De nombreux experts en maladies infectieuses partagent des informations via des réseaux locaux, se soutiennent mutuellement pour mener des essais cliniques et discutent d’idées sur le dépistage des anticorps antiviraux dans le plasma.
La Food and Drug Administration (FDA) américaine a déclaré le 24 mars qu'elle s'efforçait de rendre ce traitement expérimental plus accessible aux patients, en mettant l'accent sur sa sécurité et son efficacité. Le gouverneur de l'État de New York, Andrew M. Cuomo, a également annoncé que son État commencerait à utiliser la plasmathérapie chez les patients atteints de la Covid-19. Le Mount Sinai Health System prévoit de transfuser du plasma riche en anticorps provenant de patients guéris à des patients gravement malades.
« Nous testons constamment les méthodes les plus récentes et les plus innovantes. Les méthodes traditionnelles fonctionnent, mais elles sont souvent négligées », a déclaré Jeffrey P. Henderson, infectiologue à l'Université de Washington et participant au projet.
Pour tester cette thérapie, les experts doivent développer un test mesurant les niveaux d'anticorps. Ils l'utiliseront ensuite pour déterminer si le plasma des donneurs est capable d'aider d'autres patients à combattre le virus. Ils administreront ensuite le plasma aux patients et évalueront son efficacité grâce à une série d'essais cliniques. Le plasma doit satisfaire aux conditions de sécurité et être exempt d'agents pathogènes, notamment du nouveau coronavirus et d'autres maladies transmissibles par le sang.
Selon M. Casadevall, la thérapie peut traiter les personnes qui ont déjà eu le Covid-19 ou être utilisée comme mesure préventive pour les travailleurs médicaux - ceux qui présentent un risque élevé d'exposition en raison d'une exposition répétée au virus.
« Si vous le faites correctement et collectez suffisamment de plasma auprès d’une personne infectée, vous aurez des anticorps qui pourront protéger d’autres personnes », a déclaré Wayne A. Marasco, spécialiste des maladies infectieuses au Dana-Farber Cancer Center de Boston.

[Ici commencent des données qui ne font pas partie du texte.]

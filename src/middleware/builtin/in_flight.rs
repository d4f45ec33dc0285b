use crate::config::dynamic::InFlightReq;
use crate::middleware::source::SourceExtractor;
use crate::proxy::{status_response, BoxFuture, BoxHandler, Handler, HandlerResult, HttpBody};
use bytes::Bytes;
use dashmap::DashMap;
use http_body_util::BodyExt;
use hyper::body::{Body, Frame, SizeHint};
use hyper::{Request, StatusCode};
use pin_project_lite::pin_project;
use std::pin::Pin;
use std::sync::Arc;
use std::task::{Context, Poll};
use tracing::debug;

/// Caps the number of requests in progress per source. A request counts
/// until its response body has been fully sent or dropped.
pub struct InFlightMiddleware {
    amount: u64,
    source: SourceExtractor,
    counters: Arc<DashMap<String, u64>>,
    next: BoxHandler,
}

/// One unit of the per-source budget, released on drop.
struct Permit {
    counters: Arc<DashMap<String, u64>>,
    key: String,
}

impl Drop for Permit {
    fn drop(&mut self) {
        if let Some(mut count) = self.counters.get_mut(&self.key) {
            *count = count.saturating_sub(1);
        }
        self.counters.remove_if(&self.key, |_, count| *count == 0);
    }
}

pin_project! {
    struct GuardedBody {
        #[pin]
        inner: HttpBody,
        permit: Permit,
    }
}

impl Body for GuardedBody {
    type Data = Bytes;
    type Error = hyper::Error;

    fn poll_frame(
        self: Pin<&mut Self>,
        cx: &mut Context<'_>,
    ) -> Poll<Option<Result<Frame<Self::Data>, Self::Error>>> {
        self.project().inner.poll_frame(cx)
    }

    fn is_end_stream(&self) -> bool {
        self.inner.is_end_stream()
    }

    fn size_hint(&self) -> SizeHint {
        self.inner.size_hint()
    }
}

impl InFlightMiddleware {
    pub fn new(config: &InFlightReq, next: BoxHandler) -> Result<Self, String> {
        if config.amount == 0 {
            return Err("inFlightReq amount must be positive".into());
        }
        Ok(Self {
            amount: config.amount,
            source: SourceExtractor::new(config.source_criterion.as_ref())?,
            counters: Arc::new(DashMap::new()),
            next,
        })
    }

    fn acquire(&self, key: String) -> Option<Permit> {
        let mut count = self.counters.entry(key.clone()).or_insert(0);
        if *count >= self.amount {
            return None;
        }
        *count += 1;
        drop(count);
        Some(Permit {
            counters: self.counters.clone(),
            key,
        })
    }

    pub fn in_flight(&self, key: &str) -> u64 {
        self.counters.get(key).map(|c| *c).unwrap_or(0)
    }
}

impl Handler for InFlightMiddleware {
    fn serve(&self, req: Request<HttpBody>) -> BoxFuture<'_, HandlerResult> {
        Box::pin(async move {
            let key = self.source.key(&req).unwrap_or_default();
            let Some(permit) = self.acquire(key) else {
                debug!("Too many in-flight requests");
                return Ok(status_response(StatusCode::TOO_MANY_REQUESTS));
            };
            let response = self.next.serve(req).await?;
            Ok(response.map(|inner| GuardedBody { inner, permit }.boxed()))
        })
    }
}

#[cfg(test)]
mod tests {
    use super::*;
    use crate::config::dynamic::SourceCriterion;
    use crate::proxy::{empty_body, full_body, handler_fn};
    use hyper::Response;
    use tokio::sync::oneshot;

    fn middleware(amount: u64, next: BoxHandler) -> Arc<InFlightMiddleware> {
        let config = InFlightReq {
            amount,
            source_criterion: Some(SourceCriterion {
                request_header_name: Some("x-client".into()),
                ..Default::default()
            }),
        };
        Arc::new(InFlightMiddleware::new(&config, next).unwrap())
    }

    fn request(client: &str) -> Request<HttpBody> {
        Request::builder()
            .header("x-client", client)
            .body(empty_body())
            .unwrap()
    }

    #[tokio::test]
    async fn test_limit_held_until_body_dropped() {
        let middleware = middleware(1, handler_fn(|_| async { Ok(Response::new(full_body("data"))) }));

        let first = middleware.serve(request("a")).await.unwrap();
        assert_eq!(first.status(), StatusCode::OK);
        assert_eq!(middleware.in_flight("a"), 1);

        let rejected = middleware.serve(request("a")).await.unwrap();
        assert_eq!(rejected.status(), StatusCode::TOO_MANY_REQUESTS);

        let other = middleware.serve(request("b")).await.unwrap();
        assert_eq!(other.status(), StatusCode::OK);

        let body = first.into_body().collect().await.unwrap().to_bytes();
        assert_eq!(body, "data".as_bytes());
        assert_eq!(middleware.in_flight("a"), 0);

        drop(other);
        assert_eq!(middleware.in_flight("b"), 0);
        assert_eq!(middleware.serve(request("a")).await.unwrap().status(), StatusCode::OK);
    }

    #[tokio::test]
    async fn test_limit_applies_while_waiting_for_backend() {
        let (release_tx, release_rx) = oneshot::channel::<()>();
        let release_rx = Arc::new(parking_lot::Mutex::new(Some(release_rx)));
        let next = handler_fn(move |_| {
            let rx = release_rx.lock().take();
            async move {
                if let Some(rx) = rx {
                    let _ = rx.await;
                }
                Ok(Response::new(empty_body()))
            }
        });
        let middleware = middleware(1, next);

        let pending = tokio::spawn({
            let middleware = middleware.clone();
            async move { middleware.serve(request("a")).await.unwrap().status() }
        });
        while middleware.in_flight("a") == 0 {
            tokio::task::yield_now().await;
        }

        let rejected = middleware.serve(request("a")).await.unwrap();
        assert_eq!(rejected.status(), StatusCode::TOO_MANY_REQUESTS);

        release_tx.send(()).unwrap();
        assert_eq!(pending.await.unwrap(), StatusCode::OK);
        assert_eq!(middleware.in_flight("a"), 0);
    }

    #[tokio::test]
    async fn test_error_releases_permit() {
        let next = handler_fn(|_| async { Err(crate::proxy::ProxyError::NoAvailableServer) });
        let middleware = middleware(1, next);
        assert!(middleware.serve(request("a")).await.is_err());
        assert_eq!(middleware.in_flight("a"), 0);
    }

    #[test]
    fn test_zero_amount_rejected() {
        let next = handler_fn(|_| async { Ok(Response::new(empty_body())) });
        assert!(InFlightMiddleware::new(&InFlightReq::default(), next).is_err());
    }
}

Un patient atteint de la Covid-19 reçoit du plasma contenant des anticorps d'une personne guérie dans un hôpital de la province du Hubei, en Chine. Photo :EPA |
L'approche de chaque établissement médical peut varier. De nombreux hôpitaux se précipitent pour mener des essais cliniques et acceptent les personnes répondant à certains critères. La FDA commence également à rechercher des « patients d'urgence », c'est-à-dire des personnes atteintes de maladies graves pouvant bénéficier de soins compassionnels.
Mais de nombreuses questions demeurent. L'une d'elles est de savoir qui financera ces tests.
Le 27 mars, l’État du Maryland et Bloomberg Philanthropies, une organisation caritative basée à New York, ont annoncé qu’ils cofinanceraient 4 millions de dollars pour soutenir les scientifiques.
La recherche sur la thérapie plasmatique ne constitue qu'une partie d'un effort plus vaste mené par les experts pour traiter la Covid-19 en s'appuyant sur la réponse immunitaire humaine. À long terme, Wayne A. Marasco et ses collègues prévoient de développer des médicaments dérivés d'anticorps pour combattre le virus.
« Personne ne considère le plasma comme une solution à long terme. C'est un traitement alternatif en attendant les médicaments et les vaccins », a déclaré Van Bloch, professeur agrégé de pathologie à Hopkins.